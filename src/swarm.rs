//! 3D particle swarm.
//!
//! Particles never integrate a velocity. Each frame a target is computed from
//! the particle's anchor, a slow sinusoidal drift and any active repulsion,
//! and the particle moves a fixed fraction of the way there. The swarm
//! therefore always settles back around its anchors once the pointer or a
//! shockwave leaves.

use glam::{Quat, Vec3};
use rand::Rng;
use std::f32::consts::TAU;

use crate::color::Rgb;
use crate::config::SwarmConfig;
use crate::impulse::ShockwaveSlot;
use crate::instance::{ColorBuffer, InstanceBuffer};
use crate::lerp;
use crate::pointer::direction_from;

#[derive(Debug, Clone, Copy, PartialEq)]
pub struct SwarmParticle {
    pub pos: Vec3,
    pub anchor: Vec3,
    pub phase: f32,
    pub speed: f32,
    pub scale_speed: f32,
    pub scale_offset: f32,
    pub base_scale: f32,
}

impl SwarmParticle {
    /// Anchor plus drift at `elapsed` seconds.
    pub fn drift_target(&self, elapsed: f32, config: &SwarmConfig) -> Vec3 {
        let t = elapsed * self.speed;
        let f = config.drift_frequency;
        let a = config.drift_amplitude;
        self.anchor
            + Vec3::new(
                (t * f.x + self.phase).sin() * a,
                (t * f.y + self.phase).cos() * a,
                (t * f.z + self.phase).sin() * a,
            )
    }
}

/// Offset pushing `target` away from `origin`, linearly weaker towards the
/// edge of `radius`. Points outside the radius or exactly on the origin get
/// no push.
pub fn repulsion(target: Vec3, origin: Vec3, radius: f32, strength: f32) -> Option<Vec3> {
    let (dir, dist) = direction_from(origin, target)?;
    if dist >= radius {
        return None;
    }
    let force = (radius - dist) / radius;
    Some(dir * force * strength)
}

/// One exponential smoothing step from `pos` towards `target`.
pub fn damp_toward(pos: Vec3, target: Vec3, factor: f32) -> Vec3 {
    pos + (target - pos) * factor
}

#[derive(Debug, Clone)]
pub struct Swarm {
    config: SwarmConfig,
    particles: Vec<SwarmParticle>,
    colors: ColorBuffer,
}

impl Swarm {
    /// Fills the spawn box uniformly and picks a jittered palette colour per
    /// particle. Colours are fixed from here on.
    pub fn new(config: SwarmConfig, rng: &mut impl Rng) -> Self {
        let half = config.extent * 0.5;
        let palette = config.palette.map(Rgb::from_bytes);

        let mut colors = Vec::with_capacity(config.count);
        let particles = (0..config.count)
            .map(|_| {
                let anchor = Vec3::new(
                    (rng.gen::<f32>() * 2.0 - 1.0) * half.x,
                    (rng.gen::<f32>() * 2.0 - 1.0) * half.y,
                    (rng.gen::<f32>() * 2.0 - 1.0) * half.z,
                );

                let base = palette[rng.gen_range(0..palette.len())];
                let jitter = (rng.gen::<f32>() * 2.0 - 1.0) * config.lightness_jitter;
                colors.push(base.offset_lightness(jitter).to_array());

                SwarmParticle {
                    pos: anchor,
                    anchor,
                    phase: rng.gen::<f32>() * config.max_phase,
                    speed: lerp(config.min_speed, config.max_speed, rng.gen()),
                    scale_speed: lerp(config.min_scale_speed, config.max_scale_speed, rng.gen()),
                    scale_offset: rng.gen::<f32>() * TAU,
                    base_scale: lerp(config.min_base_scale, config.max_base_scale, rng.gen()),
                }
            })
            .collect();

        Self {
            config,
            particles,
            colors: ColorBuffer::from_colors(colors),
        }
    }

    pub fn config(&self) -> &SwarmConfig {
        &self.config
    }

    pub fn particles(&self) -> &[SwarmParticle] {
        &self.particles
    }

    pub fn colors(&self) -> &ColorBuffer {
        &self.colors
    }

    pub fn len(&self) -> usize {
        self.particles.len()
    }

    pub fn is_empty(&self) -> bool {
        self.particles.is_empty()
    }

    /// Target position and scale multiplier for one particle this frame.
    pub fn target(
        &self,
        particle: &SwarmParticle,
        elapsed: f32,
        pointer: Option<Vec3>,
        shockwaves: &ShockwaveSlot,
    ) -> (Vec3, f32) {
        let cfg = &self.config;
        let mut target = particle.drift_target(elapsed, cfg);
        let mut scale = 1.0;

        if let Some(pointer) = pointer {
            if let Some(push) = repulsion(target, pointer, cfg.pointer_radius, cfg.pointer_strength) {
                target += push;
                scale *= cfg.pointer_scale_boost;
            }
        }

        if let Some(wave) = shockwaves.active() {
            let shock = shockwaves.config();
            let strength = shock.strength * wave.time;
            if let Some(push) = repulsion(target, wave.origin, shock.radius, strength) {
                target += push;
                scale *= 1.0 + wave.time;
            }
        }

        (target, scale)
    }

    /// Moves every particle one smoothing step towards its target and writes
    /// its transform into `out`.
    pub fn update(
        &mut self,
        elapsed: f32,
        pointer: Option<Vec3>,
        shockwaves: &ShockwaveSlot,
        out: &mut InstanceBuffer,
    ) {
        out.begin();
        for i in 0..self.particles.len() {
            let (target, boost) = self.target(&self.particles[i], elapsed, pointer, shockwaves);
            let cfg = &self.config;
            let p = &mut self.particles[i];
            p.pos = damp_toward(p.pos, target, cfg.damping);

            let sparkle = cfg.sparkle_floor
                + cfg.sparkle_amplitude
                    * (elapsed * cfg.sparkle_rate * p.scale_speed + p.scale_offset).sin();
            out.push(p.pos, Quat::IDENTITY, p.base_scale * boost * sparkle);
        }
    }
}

________________________

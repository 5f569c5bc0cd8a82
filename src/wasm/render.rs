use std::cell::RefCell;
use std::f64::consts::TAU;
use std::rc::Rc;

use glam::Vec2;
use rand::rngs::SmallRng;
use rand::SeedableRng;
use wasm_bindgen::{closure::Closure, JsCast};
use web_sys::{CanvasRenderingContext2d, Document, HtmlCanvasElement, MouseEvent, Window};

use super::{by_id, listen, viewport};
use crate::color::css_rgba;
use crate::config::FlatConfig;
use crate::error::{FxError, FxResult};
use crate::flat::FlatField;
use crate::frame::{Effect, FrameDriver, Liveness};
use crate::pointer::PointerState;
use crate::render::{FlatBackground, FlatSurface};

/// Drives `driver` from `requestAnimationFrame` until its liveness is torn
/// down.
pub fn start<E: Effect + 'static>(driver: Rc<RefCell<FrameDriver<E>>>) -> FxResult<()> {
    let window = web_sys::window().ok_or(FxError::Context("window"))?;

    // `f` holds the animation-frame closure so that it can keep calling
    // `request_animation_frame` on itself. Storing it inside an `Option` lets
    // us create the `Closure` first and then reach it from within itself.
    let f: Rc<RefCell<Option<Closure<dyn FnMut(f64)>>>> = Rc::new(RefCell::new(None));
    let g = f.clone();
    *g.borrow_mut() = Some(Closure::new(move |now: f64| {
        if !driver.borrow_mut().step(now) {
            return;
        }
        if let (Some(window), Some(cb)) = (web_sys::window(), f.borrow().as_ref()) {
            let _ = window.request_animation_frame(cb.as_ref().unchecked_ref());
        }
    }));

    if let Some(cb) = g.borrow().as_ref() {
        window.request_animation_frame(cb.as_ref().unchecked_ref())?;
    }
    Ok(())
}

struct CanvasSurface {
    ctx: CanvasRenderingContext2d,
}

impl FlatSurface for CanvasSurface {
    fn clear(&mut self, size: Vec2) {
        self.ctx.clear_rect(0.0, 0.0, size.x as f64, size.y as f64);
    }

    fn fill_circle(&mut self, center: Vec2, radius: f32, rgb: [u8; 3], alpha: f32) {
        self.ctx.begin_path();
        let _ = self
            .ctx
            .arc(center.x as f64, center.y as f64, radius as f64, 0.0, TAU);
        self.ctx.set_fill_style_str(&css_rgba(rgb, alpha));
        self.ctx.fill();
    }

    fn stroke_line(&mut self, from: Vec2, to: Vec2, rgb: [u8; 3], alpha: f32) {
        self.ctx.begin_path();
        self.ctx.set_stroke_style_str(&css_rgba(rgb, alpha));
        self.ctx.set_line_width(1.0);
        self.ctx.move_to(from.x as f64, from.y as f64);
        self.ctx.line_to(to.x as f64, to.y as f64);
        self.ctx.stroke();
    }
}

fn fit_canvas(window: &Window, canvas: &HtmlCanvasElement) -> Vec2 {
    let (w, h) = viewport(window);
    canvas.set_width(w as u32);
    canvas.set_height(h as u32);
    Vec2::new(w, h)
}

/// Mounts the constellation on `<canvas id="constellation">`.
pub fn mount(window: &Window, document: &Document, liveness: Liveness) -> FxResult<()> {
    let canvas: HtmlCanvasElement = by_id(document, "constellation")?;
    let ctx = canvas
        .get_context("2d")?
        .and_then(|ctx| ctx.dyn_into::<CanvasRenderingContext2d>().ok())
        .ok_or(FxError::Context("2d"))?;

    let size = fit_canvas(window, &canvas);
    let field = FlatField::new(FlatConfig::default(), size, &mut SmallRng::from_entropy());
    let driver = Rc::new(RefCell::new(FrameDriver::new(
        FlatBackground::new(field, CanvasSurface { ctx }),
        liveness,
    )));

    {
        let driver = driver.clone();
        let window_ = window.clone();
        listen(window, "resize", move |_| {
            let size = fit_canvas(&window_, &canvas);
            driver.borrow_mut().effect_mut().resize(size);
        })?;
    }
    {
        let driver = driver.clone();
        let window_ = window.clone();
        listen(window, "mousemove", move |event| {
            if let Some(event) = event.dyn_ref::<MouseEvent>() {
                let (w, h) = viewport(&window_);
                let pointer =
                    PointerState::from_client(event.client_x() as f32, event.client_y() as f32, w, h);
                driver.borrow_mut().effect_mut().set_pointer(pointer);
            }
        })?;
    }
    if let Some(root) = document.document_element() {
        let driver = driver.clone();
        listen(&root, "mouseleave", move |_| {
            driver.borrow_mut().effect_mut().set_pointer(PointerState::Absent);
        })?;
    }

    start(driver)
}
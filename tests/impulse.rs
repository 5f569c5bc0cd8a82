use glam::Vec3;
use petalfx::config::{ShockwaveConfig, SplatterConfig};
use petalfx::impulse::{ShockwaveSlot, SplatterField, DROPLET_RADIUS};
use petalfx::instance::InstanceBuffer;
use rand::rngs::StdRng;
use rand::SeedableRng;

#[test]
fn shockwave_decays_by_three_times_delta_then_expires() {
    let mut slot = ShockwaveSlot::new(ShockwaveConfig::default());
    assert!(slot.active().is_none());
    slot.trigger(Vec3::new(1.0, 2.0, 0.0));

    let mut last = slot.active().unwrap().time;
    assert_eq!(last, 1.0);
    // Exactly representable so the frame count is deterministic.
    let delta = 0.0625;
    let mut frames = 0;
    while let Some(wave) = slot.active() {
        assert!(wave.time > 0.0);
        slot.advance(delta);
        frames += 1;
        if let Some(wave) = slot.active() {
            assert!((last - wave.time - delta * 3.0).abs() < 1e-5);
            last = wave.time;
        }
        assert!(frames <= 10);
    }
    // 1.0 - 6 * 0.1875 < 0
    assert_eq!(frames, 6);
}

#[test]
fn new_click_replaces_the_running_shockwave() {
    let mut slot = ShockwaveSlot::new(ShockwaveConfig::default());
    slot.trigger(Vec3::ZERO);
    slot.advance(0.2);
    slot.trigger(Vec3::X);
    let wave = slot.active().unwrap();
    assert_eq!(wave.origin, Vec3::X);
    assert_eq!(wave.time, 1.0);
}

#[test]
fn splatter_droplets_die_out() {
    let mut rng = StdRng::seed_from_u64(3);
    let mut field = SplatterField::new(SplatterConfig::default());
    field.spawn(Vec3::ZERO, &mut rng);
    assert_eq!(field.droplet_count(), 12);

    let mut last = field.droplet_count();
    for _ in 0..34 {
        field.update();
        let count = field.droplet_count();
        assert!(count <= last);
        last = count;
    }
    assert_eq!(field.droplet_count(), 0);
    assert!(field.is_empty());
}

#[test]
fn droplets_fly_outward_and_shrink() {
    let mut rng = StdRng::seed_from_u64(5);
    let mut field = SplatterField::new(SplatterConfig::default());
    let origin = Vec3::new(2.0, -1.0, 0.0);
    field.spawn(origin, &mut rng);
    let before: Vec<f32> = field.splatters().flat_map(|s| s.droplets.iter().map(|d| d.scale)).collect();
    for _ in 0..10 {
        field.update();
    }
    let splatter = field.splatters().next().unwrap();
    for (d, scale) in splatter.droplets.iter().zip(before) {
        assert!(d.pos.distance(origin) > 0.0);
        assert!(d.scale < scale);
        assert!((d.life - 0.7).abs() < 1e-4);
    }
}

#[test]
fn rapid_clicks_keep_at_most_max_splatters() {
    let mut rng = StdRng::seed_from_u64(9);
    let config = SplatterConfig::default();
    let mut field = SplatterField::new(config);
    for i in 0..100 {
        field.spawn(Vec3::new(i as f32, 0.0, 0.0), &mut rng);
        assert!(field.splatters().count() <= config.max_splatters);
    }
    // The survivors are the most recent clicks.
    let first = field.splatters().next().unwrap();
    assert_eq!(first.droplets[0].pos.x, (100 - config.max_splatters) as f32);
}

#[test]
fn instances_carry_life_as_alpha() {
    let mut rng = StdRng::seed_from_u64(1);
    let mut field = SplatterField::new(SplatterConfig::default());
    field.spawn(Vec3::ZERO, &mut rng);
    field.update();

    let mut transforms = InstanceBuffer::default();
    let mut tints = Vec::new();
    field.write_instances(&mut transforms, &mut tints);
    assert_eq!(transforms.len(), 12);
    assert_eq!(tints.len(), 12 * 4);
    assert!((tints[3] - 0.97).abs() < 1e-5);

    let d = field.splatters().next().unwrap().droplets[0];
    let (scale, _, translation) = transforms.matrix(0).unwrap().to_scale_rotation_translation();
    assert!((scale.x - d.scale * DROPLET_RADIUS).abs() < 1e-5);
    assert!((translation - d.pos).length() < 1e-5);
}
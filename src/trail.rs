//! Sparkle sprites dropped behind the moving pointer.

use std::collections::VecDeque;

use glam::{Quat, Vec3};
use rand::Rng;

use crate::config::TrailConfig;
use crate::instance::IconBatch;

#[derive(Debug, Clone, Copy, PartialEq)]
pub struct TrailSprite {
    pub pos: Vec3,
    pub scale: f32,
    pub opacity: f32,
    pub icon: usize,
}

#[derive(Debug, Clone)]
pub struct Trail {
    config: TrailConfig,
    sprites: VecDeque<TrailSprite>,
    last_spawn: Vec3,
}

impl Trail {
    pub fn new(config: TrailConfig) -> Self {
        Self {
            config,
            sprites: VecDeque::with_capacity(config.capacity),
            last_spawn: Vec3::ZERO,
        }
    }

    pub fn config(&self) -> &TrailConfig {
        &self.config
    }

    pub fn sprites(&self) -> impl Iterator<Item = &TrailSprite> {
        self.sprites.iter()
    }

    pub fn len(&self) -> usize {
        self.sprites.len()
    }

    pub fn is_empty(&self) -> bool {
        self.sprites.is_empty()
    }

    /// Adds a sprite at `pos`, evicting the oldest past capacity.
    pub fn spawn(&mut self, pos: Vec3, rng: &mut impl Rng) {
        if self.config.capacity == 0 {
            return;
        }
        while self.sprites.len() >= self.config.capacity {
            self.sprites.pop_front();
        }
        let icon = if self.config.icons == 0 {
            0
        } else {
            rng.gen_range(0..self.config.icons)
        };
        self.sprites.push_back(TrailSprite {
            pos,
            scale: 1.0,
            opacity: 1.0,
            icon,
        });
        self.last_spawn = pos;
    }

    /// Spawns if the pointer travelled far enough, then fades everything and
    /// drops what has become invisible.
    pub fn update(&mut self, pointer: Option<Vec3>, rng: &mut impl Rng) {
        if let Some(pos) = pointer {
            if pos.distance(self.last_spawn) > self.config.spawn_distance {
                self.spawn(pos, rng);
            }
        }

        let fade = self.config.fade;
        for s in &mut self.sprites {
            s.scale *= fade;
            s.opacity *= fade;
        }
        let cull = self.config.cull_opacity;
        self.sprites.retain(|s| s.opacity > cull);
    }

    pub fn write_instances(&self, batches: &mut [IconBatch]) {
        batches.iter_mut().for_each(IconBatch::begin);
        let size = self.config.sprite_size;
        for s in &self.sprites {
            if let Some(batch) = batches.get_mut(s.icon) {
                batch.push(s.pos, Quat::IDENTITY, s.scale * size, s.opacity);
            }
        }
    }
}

________________________

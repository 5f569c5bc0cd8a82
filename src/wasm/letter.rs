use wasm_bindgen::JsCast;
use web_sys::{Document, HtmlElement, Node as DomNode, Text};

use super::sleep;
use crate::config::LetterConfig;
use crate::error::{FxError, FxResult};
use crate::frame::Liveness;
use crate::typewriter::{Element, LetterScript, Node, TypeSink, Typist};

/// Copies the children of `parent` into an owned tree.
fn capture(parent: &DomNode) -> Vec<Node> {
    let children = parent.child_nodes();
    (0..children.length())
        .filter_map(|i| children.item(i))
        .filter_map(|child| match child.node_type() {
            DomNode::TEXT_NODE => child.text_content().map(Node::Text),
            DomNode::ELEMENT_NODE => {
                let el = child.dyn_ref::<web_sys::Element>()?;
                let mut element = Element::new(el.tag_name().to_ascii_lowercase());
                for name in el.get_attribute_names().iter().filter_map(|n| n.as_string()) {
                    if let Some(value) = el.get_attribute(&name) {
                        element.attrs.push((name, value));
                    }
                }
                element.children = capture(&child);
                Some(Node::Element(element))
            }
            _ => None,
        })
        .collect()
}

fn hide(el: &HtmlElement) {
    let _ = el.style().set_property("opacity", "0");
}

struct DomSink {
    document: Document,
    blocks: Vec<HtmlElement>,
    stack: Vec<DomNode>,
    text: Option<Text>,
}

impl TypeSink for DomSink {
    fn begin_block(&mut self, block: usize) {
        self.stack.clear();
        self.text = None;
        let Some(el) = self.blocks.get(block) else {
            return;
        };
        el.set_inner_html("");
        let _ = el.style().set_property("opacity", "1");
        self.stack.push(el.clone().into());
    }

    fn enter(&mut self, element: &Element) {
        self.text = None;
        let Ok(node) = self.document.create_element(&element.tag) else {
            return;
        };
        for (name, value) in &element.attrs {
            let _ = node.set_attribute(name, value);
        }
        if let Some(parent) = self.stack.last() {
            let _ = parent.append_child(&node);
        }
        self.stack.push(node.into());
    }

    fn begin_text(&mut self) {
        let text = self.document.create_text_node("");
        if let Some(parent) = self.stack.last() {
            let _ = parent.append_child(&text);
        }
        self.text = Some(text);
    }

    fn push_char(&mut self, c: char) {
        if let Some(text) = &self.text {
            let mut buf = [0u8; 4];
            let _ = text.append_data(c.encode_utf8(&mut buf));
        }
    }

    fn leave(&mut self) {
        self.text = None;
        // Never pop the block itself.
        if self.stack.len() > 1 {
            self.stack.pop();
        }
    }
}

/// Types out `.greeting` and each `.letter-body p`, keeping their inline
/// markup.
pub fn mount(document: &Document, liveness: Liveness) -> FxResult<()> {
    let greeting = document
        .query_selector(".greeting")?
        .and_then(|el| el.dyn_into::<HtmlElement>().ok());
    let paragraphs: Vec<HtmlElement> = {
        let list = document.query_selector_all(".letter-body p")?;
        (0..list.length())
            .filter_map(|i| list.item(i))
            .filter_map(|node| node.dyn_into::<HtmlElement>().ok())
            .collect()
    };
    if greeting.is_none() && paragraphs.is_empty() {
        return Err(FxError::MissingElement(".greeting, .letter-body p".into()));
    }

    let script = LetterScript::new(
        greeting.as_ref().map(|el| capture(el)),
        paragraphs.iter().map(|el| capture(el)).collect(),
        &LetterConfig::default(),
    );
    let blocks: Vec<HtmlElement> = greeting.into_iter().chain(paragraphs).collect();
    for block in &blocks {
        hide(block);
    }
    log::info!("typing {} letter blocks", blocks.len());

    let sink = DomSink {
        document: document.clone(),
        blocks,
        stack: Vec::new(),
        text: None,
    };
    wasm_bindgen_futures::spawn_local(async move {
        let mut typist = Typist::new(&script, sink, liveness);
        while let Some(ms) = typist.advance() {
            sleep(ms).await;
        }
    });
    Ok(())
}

________________________

Could you write out, exactly as they stand, only the lines above that begin at the line with "filename src/swarm.rs" and stop after the line with "let f = config.drift_frequency;"?

filename src/swarm.rs
//! 3D particle swarm.
//!
//! Particles never integrate a velocity. Each frame a target is computed from
//! the particle's anchor, a slow sinusoidal drift and any active repulsion,
//! and the particle moves a fixed fraction of the way there. The swarm
//! therefore always settles back around its anchors once the pointer or a
//! shockwave leaves.

use glam::{Quat, Vec3};
use rand::Rng;
use std::f32::consts::TAU;

use crate::color::Rgb;
use crate::config::SwarmConfig;
use crate::impulse::ShockwaveSlot;
use crate::instance::{ColorBuffer, InstanceBuffer};
use crate::lerp;
use crate::pointer::direction_from;

#[derive(Debug, Clone, Copy, PartialEq)]
pub struct SwarmParticle {
    pub pos: Vec3,
    pub anchor: Vec3,
    pub phase: f32,
    pub speed: f32,
    pub scale_speed: f32,
    pub scale_offset: f32,
    pub base_scale: f32,
}

impl SwarmParticle {
    /// Anchor plus drift at `elapsed` seconds.
    pub fn drift_target(&self, elapsed: f32, config: &SwarmConfig) -> Vec3 {
        let t = elapsed * self.speed;
        let f = config.drift_frequency;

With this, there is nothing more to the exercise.